Building and Running MPICH (CH4)

Howard Pritchard edited this page Apr 10, 2017 · 21 revisions

This page describes how to build and run MPICH (CH4 device) to test the libfabric GNI provider. It is assumed the user is building MPICH on a Cray XC system like jupiter or edision/cori, and that you have built and installed a copy of libfabric.

MPICH can be built to use the Cray PMI or SLURM PMI. Differences in the build procedure using the two PMIs are highlighted below.


Building and Installing MPICH

First, if you don't already have a clone of MPICH

% git clone git@github.com:pmodels/mpich.git

Next, configure and build/install MPICH. Note you will need libtool 2.4.4 or higher to keep MPICH's configury happy.

Building using Cray PMI

If you intend to use Cray PMI, you'll need to apply this patch first.

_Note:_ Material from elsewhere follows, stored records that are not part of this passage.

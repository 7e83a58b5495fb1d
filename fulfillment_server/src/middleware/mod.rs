mod operator_auth;

pub use operator_auth::{OperatorAuthFactory, OperatorAuthService};
//! Normalization of inbound payment notifications.
//!
//! The provider reports the same event over two channels with different shapes: a JSON body POSTed to the webhook
//! endpoint, and a query string on the browser callback. Both are reduced here to one [`PaymentNotification`], and
//! everything downstream (signature check, ledger, state machine) only ever sees that.
use ofg_common::Money;
use serde::{Deserialize, Serialize};
use serde_json::Value;
use thiserror::Error;

use crate::{
    db_types::{ClaimedStatus, WebhookSource},
    helpers::SignedFields,
};

/// A delivery that cannot be processed because identifying fields are missing or unreadable. A bad amount is not
/// one of these: it is signed, so it fails verification instead.
#[derive(Debug, Clone, PartialEq, Eq, Error)]
#[error("Malformed payment notification: {reason}")]
pub struct MalformedEvent {
    /// Whatever reference could be salvaged, for the audit trail.
    pub payment_ref: Option<String>,
    pub reason: String,
}

impl MalformedEvent {
    pub fn new<S: Into<String>>(payment_ref: Option<String>, reason: S) -> Self {
        Self { payment_ref, reason: reason.into() }
    }
}

/// The canonical, channel-independent form of a provider notification.
#[derive(Debug, Clone, PartialEq, Eq, Serialize, Deserialize)]
pub struct PaymentNotification {
    pub source: WebhookSource,
    /// Correlates the notification with an order. Falls back to the transaction id if no reference was sent.
    pub payment_ref: String,
    pub transaction_id: Option<String>,
    /// The status exactly as the provider sent it. This is what was signed.
    pub raw_status: String,
    pub claimed_status: ClaimedStatus,
    /// The amount exactly as sent, if any
    pub raw_amount: Option<String>,
    /// `None` if no amount was sent, or if `raw_amount` is not a valid decimal
    pub amount: Option<Money>,
    pub timestamp: String,
    pub signature: Option<String>,
    pub event_type: Option<String>,
}

impl PaymentNotification {
    /// The amount as it appears in the signed message. `None` if an amount was sent but could not be read, in which
    /// case the notification cannot be verified.
    pub fn canonical_amount(&self) -> Option<String> {
        match (&self.raw_amount, self.amount) {
            (None, _) => Some(String::new()),
            (Some(_), Some(amount)) => Some(amount.to_string()),
            (Some(_), None) => None,
        }
    }

    pub fn signed_fields<'a>(&'a self, canonical_amount: &'a str) -> SignedFields<'a> {
        SignedFields {
            payment_ref: &self.payment_ref,
            status: &self.raw_status,
            amount: canonical_amount,
            timestamp: &self.timestamp,
        }
    }
}

/// The JSON body of a webhook delivery. Providers disagree on field names, hence the aliases.
#[derive(Debug, Clone, Default, Deserialize)]
pub struct WebhookPayload {
    #[serde(alias = "reference")]
    pub payment_ref: Option<String>,
    #[serde(alias = "txn_id")]
    pub transaction_id: Option<String>,
    pub status: Option<String>,
    /// A JSON number or a decimal string
    pub amount: Option<Value>,
    /// A JSON number (unix time) or a string
    pub timestamp: Option<Value>,
    pub signature: Option<String>,
    pub event_type: Option<String>,
}

/// The query string of a callback redirect: `?ref=&txn_id=&status=&amount=&ts=&sig=`
#[derive(Debug, Clone, Default, Deserialize)]
pub struct CallbackParams {
    #[serde(rename = "ref")]
    pub payment_ref: Option<String>,
    pub txn_id: Option<String>,
    pub status: Option<String>,
    pub amount: Option<String>,
    pub ts: Option<String>,
    pub sig: Option<String>,
    pub event_type: Option<String>,
}

/// Channel-independent raw fields, before validation.
struct RawNotification {
    source: WebhookSource,
    payment_ref: Option<String>,
    transaction_id: Option<String>,
    status: Option<String>,
    amount: Option<String>,
    timestamp: Option<String>,
    signature: Option<String>,
    event_type: Option<String>,
}

fn non_empty(value: Option<String>) -> Option<String> {
    value.map(|v| v.trim().to_string()).filter(|v| !v.is_empty())
}

fn scalar_to_string(field: &str, value: Option<Value>) -> Result<Option<String>, String> {
    match value {
        None | Some(Value::Null) => Ok(None),
        Some(Value::String(s)) => Ok(Some(s)),
        Some(Value::Number(n)) => Ok(Some(n.to_string())),
        Some(other) => Err(format!("{field} must be a number or a string, not {other}")),
    }
}

impl RawNotification {
    fn normalize(self) -> Result<PaymentNotification, MalformedEvent> {
        let transaction_id = non_empty(self.transaction_id);
        let payment_ref = non_empty(self.payment_ref).or_else(|| transaction_id.clone());
        let Some(payment_ref) = payment_ref else {
            return Err(MalformedEvent::new(None, "no payment reference or transaction id"));
        };
        let Some(raw_status) = non_empty(self.status) else {
            return Err(MalformedEvent::new(Some(payment_ref), "no payment status"));
        };
        let raw_amount = non_empty(self.amount);
        let amount = raw_amount.as_deref().and_then(|a| a.parse::<Money>().ok());
        let claimed_status = ClaimedStatus::from(raw_status.as_str());
        Ok(PaymentNotification {
            source: self.source,
            payment_ref,
            transaction_id,
            raw_status,
            claimed_status,
            raw_amount,
            amount,
            timestamp: non_empty(self.timestamp).unwrap_or_default(),
            signature: non_empty(self.signature),
            event_type: non_empty(self.event_type),
        })
    }
}

impl WebhookPayload {
    pub fn normalize(self) -> Result<PaymentNotification, MalformedEvent> {
        let salvaged = self.payment_ref.clone().or_else(|| self.transaction_id.clone());
        let amount = scalar_to_string("amount", self.amount).map_err(|e| MalformedEvent::new(salvaged.clone(), e))?;
        let timestamp = scalar_to_string("timestamp", self.timestamp).map_err(|e| MalformedEvent::new(salvaged, e))?;
        RawNotification {
            source: WebhookSource::Webhook,
            payment_ref: self.payment_ref,
            transaction_id: self.transaction_id,
            status: self.status,
            amount,
            timestamp,
            signature: self.signature,
            event_type: self.event_type,
        }
        .normalize()
    }

    /// Parses and normalizes a raw webhook body in one step.
    pub fn from_body(body: &[u8]) -> Result<PaymentNotification, MalformedEvent> {
        let payload = serde_json::from_slice::<WebhookPayload>(body)
            .map_err(|e| MalformedEvent::new(None, format!("body is not a valid notification: {e}")))?;
        payload.normalize()
    }
}

impl CallbackParams {
    pub fn normalize(self) -> Result<PaymentNotification, MalformedEvent> {
        RawNotification {
            source: WebhookSource::Callback,
            payment_ref: self.payment_ref,
            transaction_id: self.txn_id,
            status: self.status,
            amount: self.amount,
            timestamp: self.ts,
            signature: self.sig,
            event_type: self.event_type,
        }
        .normalize()
    }
}
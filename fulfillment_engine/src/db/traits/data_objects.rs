use chrono::{DateTime, Utc};
use serde::{Deserialize, Serialize};

use crate::db_types::{InventoryChange, Order, WebhookSource};

/// The result of applying a payment notification to an order.
#[derive(Debug, Clone, PartialEq, Eq)]
pub enum PaymentTransition {
    /// The guarded update matched and the order moved. For failures, `restored` holds one `restore` entry per item.
    Applied { order: Order, restored: Vec<InventoryChange> },
    /// The order already carries the payment status this notification claims. Another delivery got there first.
    AlreadyApplied(Order),
    /// The order has moved somewhere this notification cannot take it, e.g. a success arriving for a failed or
    /// cancelled order. Nothing was changed.
    Conflict(Order),
    /// No order carries the given payment reference.
    OrderNotFound,
}

/// Criteria for searching the webhook ledger. Results are returned newest first.
#[derive(Debug, Clone, Default, PartialEq, Eq, Serialize, Deserialize)]
pub struct WebhookEventQueryFilter {
    pub payment_ref: Option<String>,
    pub source: Option<WebhookSource>,
    pub signature_valid: Option<bool>,
    pub processed: Option<bool>,
    pub duplicate: Option<bool>,
    pub since: Option<DateTime<Utc>>,
    pub until: Option<DateTime<Utc>>,
    pub limit: Option<i64>,
}

impl WebhookEventQueryFilter {
    pub fn with_payment_ref<S: Into<String>>(mut self, payment_ref: S) -> Self {
        self.payment_ref = Some(payment_ref.into());
        self
    }

    pub fn with_source(mut self, source: WebhookSource) -> Self {
        self.source = Some(source);
        self
    }

    pub fn with_signature_valid(mut self, valid: bool) -> Self {
        self.signature_valid = Some(valid);
        self
    }

    pub fn with_processed(mut self, processed: bool) -> Self {
        self.processed = Some(processed);
        self
    }

    pub fn with_duplicate(mut self, duplicate: bool) -> Self {
        self.duplicate = Some(duplicate);
        self
    }

    pub fn with_limit(mut self, limit: i64) -> Self {
        self.limit = Some(limit);
        self
    }

    pub fn is_empty(&self) -> bool {
        self.payment_ref.is_none() &&
            self.source.is_none() &&
            self.signature_valid.is_none() &&
            self.processed.is_none() &&
            self.duplicate.is_none() &&
            self.since.is_none() &&
            self.until.is_none()
    }
}
//! Leaf types shared by the fulfillment engine and server.
mod money;

pub mod helpers;
pub mod op;
mod secret;

pub use money::{Money, MoneyParseError, MINOR_UNITS_PER_MAJOR};
pub use secret::Secret;
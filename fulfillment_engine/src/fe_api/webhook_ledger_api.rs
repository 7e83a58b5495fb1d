use std::fmt::Debug;

use log::*;
use ofg_common::helpers::truncate_utf8;

use crate::{
    db::traits::{WebhookEventQueryFilter, WebhookLedger},
    db_types::{ClaimedStatus, NewWebhookEvent, WebhookEvent},
    fe_api::FulfillmentError,
};

pub const DEFAULT_MAX_STORED_PAYLOAD: usize = 4096;

/// `WebhookLedgerApi` is the idempotency store and audit trail for provider notifications.
pub struct WebhookLedgerApi<B> {
    db: B,
    max_payload_bytes: usize,
}

impl<B> Debug for WebhookLedgerApi<B> {
    fn fmt(&self, f: &mut std::fmt::Formatter<'_>) -> std::fmt::Result {
        write!(f, "WebhookLedgerApi (max payload {} bytes)", self.max_payload_bytes)
    }
}

impl<B> WebhookLedgerApi<B> {
    pub fn new(db: B, max_payload_bytes: usize) -> Self {
        Self { db, max_payload_bytes }
    }
}

impl<B> WebhookLedgerApi<B>
where B: WebhookLedger
{
    /// True if this logical event, i.e. the pair `(payment_ref, claimed_status)`, has already been applied. The
    /// channel it arrived on plays no part.
    pub async fn is_duplicate(&self, payment_ref: &str, status: &ClaimedStatus) -> Result<bool, FulfillmentError> {
        self.db.is_duplicate(payment_ref, status.as_str()).await.map_err(Into::into)
    }

    /// Appends a delivery to the ledger. The raw payload is cut to the configured size on a character boundary.
    pub async fn record(&self, mut event: NewWebhookEvent) -> Result<WebhookEvent, FulfillmentError> {
        if event.payload.len() > self.max_payload_bytes {
            trace!("🔄️📨️ Payload of {} bytes truncated for the ledger", event.payload.len());
            event.payload = truncate_utf8(&event.payload, self.max_payload_bytes).to_string();
        }
        let entry = self.db.record_webhook_event(event).await.map_err(FulfillmentError::backend)?;
        debug!(
            "🔄️📨️ Ledger entry #{} for [{}]: {}",
            entry.id,
            entry.payment_ref.as_deref().unwrap_or("-"),
            entry.outcome
        );
        Ok(entry)
    }

    pub async fn search(&self, filter: WebhookEventQueryFilter) -> Result<Vec<WebhookEvent>, FulfillmentError> {
        self.db.search_webhook_events(filter).await.map_err(Into::into)
    }
}
/// Implements the standard arithmetic operator traits for single-field newtypes by delegating to the inner value.
#[macro_export]
macro_rules! op {
    (binary $for_struct:ident, $impl_trait:ident, $impl_fn:ident) => {
        impl $impl_trait for $for_struct {
            type Output = Self;

            fn $impl_fn(self, rhs: Self) -> Self::Output {
                Self(self.0.$impl_fn(rhs.0))
            }
        }
    };

    (inplace $for_struct:ident, $impl_trait:ident, $impl_fn:ident) => {
        impl $impl_trait for $for_struct {
            fn $impl_fn(&mut self, rhs: Self) {
                self.0.$impl_fn(rhs.0)
            }
        }
    };

    (unary $for_struct:ident, $impl_trait:ident, $impl_fn:ident) => {
        impl $impl_trait for $for_struct {
            type Output = Self;

            fn $impl_fn(self) -> Self::Output {
                Self(self.0.$impl_fn())
            }
        }
    };
}
use std::{
    fmt,
    fmt::{Debug, Display},
};

/// A wrapper for sensitive configuration values (signing keys, access tokens). The value is never printed by `Debug`
/// or `Display`, so it is safe to log a struct containing a `Secret`.
#[derive(Clone, Default)]
pub struct Secret<T>
where T: Clone + Default
{
    value: T,
}

impl<T: Clone + Default> Secret<T> {
    pub fn new(value: T) -> Self {
        Self { value }
    }

    pub fn reveal(&self) -> &T {
        &self.value
    }
}

impl Secret<String> {
    /// True if no secret has been configured, or it is only whitespace.
    pub fn is_unset(&self) -> bool {
        self.value.trim().is_empty()
    }
}

impl<T: Clone + Default> Debug for Secret<T> {
    fn fmt(&self, f: &mut fmt::Formatter<'_>) -> fmt::Result {
        f.write_str("****")
    }
}

impl<T: Clone + Default> Display for Secret<T> {
    fn fmt(&self, f: &mut fmt::Formatter<'_>) -> fmt::Result {
        f.write_str("****")
    }
}
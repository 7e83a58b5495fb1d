//! #  Database management and control.
//!
//! This module defines the interface contracts that storage *backends* must satisfy to drive the fulfillment engine.
//!
//! * [`FulfillmentDatabase`] holds every state-changing operation: order intake, payment transitions, administrative
//!   status changes and stock adjustments. Each method is one atomic unit of work. Guards live inside the write
//!   statements, so racing callers cannot both succeed.
//! * [`OrderManagement`] provides read-only queries over orders, their items and history, and the inventory ledger.
//! * [`WebhookLedger`] is the append-only record of every inbound payment notification, and the idempotency check that
//!   sits in front of the state machine.
//! * [`NotificationManagement`] stores in-app notifications. Its futures are `Send`, because the notification
//!   dispatcher runs them on spawned tasks.
mod data_objects;
mod fulfillment_database;
mod notification_management;
mod order_management;
mod webhook_ledger;

pub use data_objects::{PaymentTransition, WebhookEventQueryFilter};
pub use fulfillment_database::FulfillmentDatabase;
pub use notification_management::NotificationManagement;
pub use order_management::OrderManagement;
pub use webhook_ledger::WebhookLedger;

After applying the patch, the following steps can be used to configure MPICH CH4:

% module load PrgEnv-gnu
%./autogen.sh
%./configure CFLAGS="-DMPIDI_CH3_HAS_NO_DYNAMIC_PROCESS" --with-pmi=cray --with-pm=none 
  --prefix=<path-to-mpich-install> --with-ofi=<path-to-ofi-libfabric-install>
% make -j install

Build Using SLURM PMI

The following has been used to configure MPICH CH4 on Cray XC systems with SLURM PMI installed:

% ./autogen.sh
% module load PrgEnv-gnu
% export MPID_NO_PMI=yes
% export MPID_NO_PM=yes
% export USE_PMI2_API=yes

For SLURM PMI on Cori, set these environment variables as follows:

% export LDFLAGS="-L/usr/lib64/slurmpmi"
% export LIBS="-lpmi"

There is no patch to use MPICH/CH4 with Cray PMI.

The configure line needs to include the location the base of your libfabric install, as well as specifying the OFI nemesis netmod, and specifying use of the FI_MR_BASIC memory registration model:

% ./configure --prefix=mpich_install_dir --with-libfabric=path_to_libfabric_install --with-device=ch4:ofi --with-ch4-netmod-ofi-args=mr-basic
% make -j 8 install

Note if you are wanting to run MPI multi-threaded tests which use MPI_THREAD_MULTIPLE, you will need to configure MPICH as follows

% ./configure --prefix=mpich_install_dir --with-ofi=your_libfabric_install_dir --enable-threads=multiple --with-device=ch4:ofi --with-ch4-netmod-ofi-args=mr-basic

Running MPICH with libfabric

First you will need to build an MPI app using MPICH's compiler wrapper:

% export PATH=mpich_install_dir/bin:${PATH}
% mpicc -o my_app my_app.c

On Tiger and NERSC edison/cori, the application can be launched using srun:

% srun -n 2 -N 2 ./my_app

IMPORTANT NOTE: If you are running on Cori and using the SLURM PMI library, you will need to set the LD_LIBRARY_PATH (MPICH compiler scripts doesn't rpath apparently):

% export LD_LIBRARY_PATH=/usr/lib64/slurmpmi:$LD_LIBRARY_PATH

If you'd like to double check against the sockets provider, do the following

% export MPIR_CVAR_OFI_USE_PROVIDER=sockets
% srun -n 2 -N 2 ./my_app

This will force the OFI netmod to use the sockets provider.

Building and Testing OSU MPI benchmarks

OSU provides a relatively simple set of MPI benchmark tests which are useful for testing the GNI libfabric provider.

% wget http://mvapich.cse.ohio-state.edu/download/mvapich/osu-micro-benchmarks-5.0.tar.gz
% tar -zxvf osu-micro-benchmarks-5.0.tar.gz
% cd osu-micro-benchmarks-5.0
% ./configure CC=mpicc
% make

In the mpi/pt2pt and mpi/collective subdirectories there are a number of tests. To test, for example MPICH send/recv message latency, osu_latency can be used

% cd mpi/pt2pt
% srun -n 2 -N 2 ./osu_latency

Known Issues

The MPICH CH4 OFI Netmod is under active development. Expect suprises, hangs, etc. when using the OFI CH4 netmod, especially with the GNI provider.